* What to produce
Below are records; count the lines in them that hold "clean" and give only the count.

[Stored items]
--

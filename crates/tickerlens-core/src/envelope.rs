use serde::{Deserialize, Serialize};

use crate::data_source::SourceError;
use crate::{ProviderId, UtcDateTime, ValidationError};

/// Standard response envelope for all `tickerlens` machine-readable outputs.
#[derive(Debug, Clone, PartialEq, Serialize, Deserialize)]
pub struct Envelope<T> {
    pub meta: EnvelopeMeta,
    pub data: T,
    #[serde(default, skip_serializing_if = "Vec::is_empty")]
    pub errors: Vec<EnvelopeError>,
}

impl<T> Envelope<T> {
    pub fn success(meta: EnvelopeMeta, data: T) -> Self {
        Self {
            meta,
            data,
            errors: Vec::new(),
        }
    }

    pub fn with_errors(
        meta: EnvelopeMeta,
        data: T,
        errors: Vec<EnvelopeError>,
    ) -> Result<Self, ValidationError> {
        meta.validate()?;
        for error in &errors {
            error.validate()?;
        }

        Ok(Self { meta, data, errors })
    }

    /// True when the response carries warnings or partial-failure errors.
    pub fn is_degraded(&self) -> bool {
        !self.errors.is_empty() || !self.meta.warnings.is_empty()
    }
}

/// Metadata attached to every envelope.
#[derive(Debug, Clone, PartialEq, Eq, Serialize, Deserialize)]
pub struct EnvelopeMeta {
    pub request_id: String,
    pub schema_version: String,
    pub generated_at: UtcDateTime,
    pub source_chain: Vec<ProviderId>,
    pub latency_ms: u64,
    #[serde(default, skip_serializing_if = "Vec::is_empty")]
    pub warnings: Vec<String>,
}

impl EnvelopeMeta {
    pub fn new(
        request_id: impl Into<String>,
        schema_version: impl Into<String>,
        source_chain: Vec<ProviderId>,
        latency_ms: u64,
    ) -> Result<Self, ValidationError> {
        let meta = Self {
            request_id: request_id.into(),
            schema_version: schema_version.into(),
            generated_at: UtcDateTime::now(),
            source_chain,
            latency_ms,
            warnings: Vec::new(),
        };
        meta.validate()?;
        Ok(meta)
    }

    pub fn push_warning(&mut self, warning: impl Into<String>) {
        self.warnings.push(warning.into());
    }

    pub fn validate(&self) -> Result<(), ValidationError> {
        if self.request_id.trim().len() < 8 {
            return Err(ValidationError::InvalidRequestId);
        }

        if !is_valid_schema_version(&self.schema_version) {
            return Err(ValidationError::InvalidSchemaVersion {
                value: self.schema_version.clone(),
            });
        }

        if self.source_chain.is_empty() {
            return Err(ValidationError::EmptySourceChain);
        }

        Ok(())
    }
}

/// Structured error payload for partial or failed responses.
#[derive(Debug, Clone, PartialEq, Eq, Serialize, Deserialize)]
pub struct EnvelopeError {
    pub code: String,
    pub message: String,
    #[serde(skip_serializing_if = "Option::is_none")]
    pub retryable: Option<bool>,
    #[serde(skip_serializing_if = "Option::is_none")]
    pub source: Option<ProviderId>,
}

impl EnvelopeError {
    pub fn new(
        code: impl Into<String>,
        message: impl Into<String>,
    ) -> Result<Self, ValidationError> {
        let error = Self {
            code: code.into(),
            message: message.into(),
            retryable: None,
            source: None,
        };
        error.validate()?;
        Ok(error)
    }

    /// Carries a provider failure into the envelope without losing its code.
    pub fn from_source_error(source: ProviderId, error: &SourceError) -> Self {
        Self {
            code: error.code().to_owned(),
            message: error.message().to_owned(),
            retryable: Some(error.retryable()),
            source: Some(source),
        }
    }

    pub fn validate(&self) -> Result<(), ValidationError> {
        if self.code.trim().is_empty() {
            return Err(ValidationError::EmptyErrorCode);
        }

        if self.message.trim().is_empty() {
            return Err(ValidationError::EmptyErrorMessage);
        }

        Ok(())
    }
}

fn is_valid_schema_version(value: &str) -> bool {
    let Some(version) = value.strip_prefix('v') else {
        return false;
    };

    let parts: Vec<&str> = version.split('.').collect();
    parts.len() == 3
        && parts
            .iter()
            .all(|segment| !segment.is_empty() && segment.chars().all(|ch| ch.is_ascii_digit()))
}

#[cfg(test)]
mod tests {
    use super::*;

    #[test]
    fn validates_meta() {
        let meta = EnvelopeMeta::new("request-12345", "v1.0.0", vec![ProviderId::Yahoo], 11)
            .expect("meta should be valid");

        assert_eq!(meta.schema_version, "v1.0.0");
        assert!(meta.warnings.is_empty());
    }

    #[test]
    fn rejects_bad_schema_version() {
        for version in ["1.0.0", "v1.0", "v1.0.x", "v1..0"] {
            let err = EnvelopeMeta::new("request-12345", version, vec![ProviderId::Yahoo], 1)
                .expect_err("must fail");
            assert!(matches!(err, ValidationError::InvalidSchemaVersion { .. }));
        }
    }

    #[test]
    fn rejects_short_request_id_and_empty_chain() {
        let err = EnvelopeMeta::new("abc", "v1.0.0", vec![ProviderId::Yahoo], 1)
            .expect_err("must fail");
        assert_eq!(err, ValidationError::InvalidRequestId);

        let err = EnvelopeMeta::new("request-12345", "v1.0.0", Vec::new(), 1)
            .expect_err("must fail");
        assert_eq!(err, ValidationError::EmptySourceChain);
    }

    #[test]
    fn rejects_empty_error_code() {
        let err = EnvelopeError::new("", "message").expect_err("must fail");
        assert!(matches!(err, ValidationError::EmptyErrorCode));
    }

    #[test]
    fn source_errors_keep_their_code() {
        let error = EnvelopeError::from_source_error(
            ProviderId::Polygon,
            &SourceError::rate_limited("retry in 12s"),
        );
        assert_eq!(error.code, "source.rate_limited");
        assert_eq!(error.retryable, Some(true));
        assert_eq!(error.source, Some(ProviderId::Polygon));
    }

    #[test]
    fn local_errors_leave_out_provider_fields() {
        let error = EnvelopeError::new("cli.watchlist_empty", "watchlist is empty").expect("error");
        let json = serde_json::to_value(&error).expect("json");
        assert!(json.get("retryable").is_none());
        assert!(json.get("source").is_none());
    }

    #[test]
    fn warnings_mark_the_envelope_degraded() {
        let mut meta = EnvelopeMeta::new("request-12345", "v1.0.0", vec![ProviderId::Yahoo], 3)
            .expect("meta");
        let clean = Envelope::success(meta.clone(), 1_u8);
        assert!(!clean.is_degraded());

        meta.push_warning("news unavailable");
        assert!(Envelope::success(meta, 1_u8).is_degraded());
    }
}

--

* Solved problem
2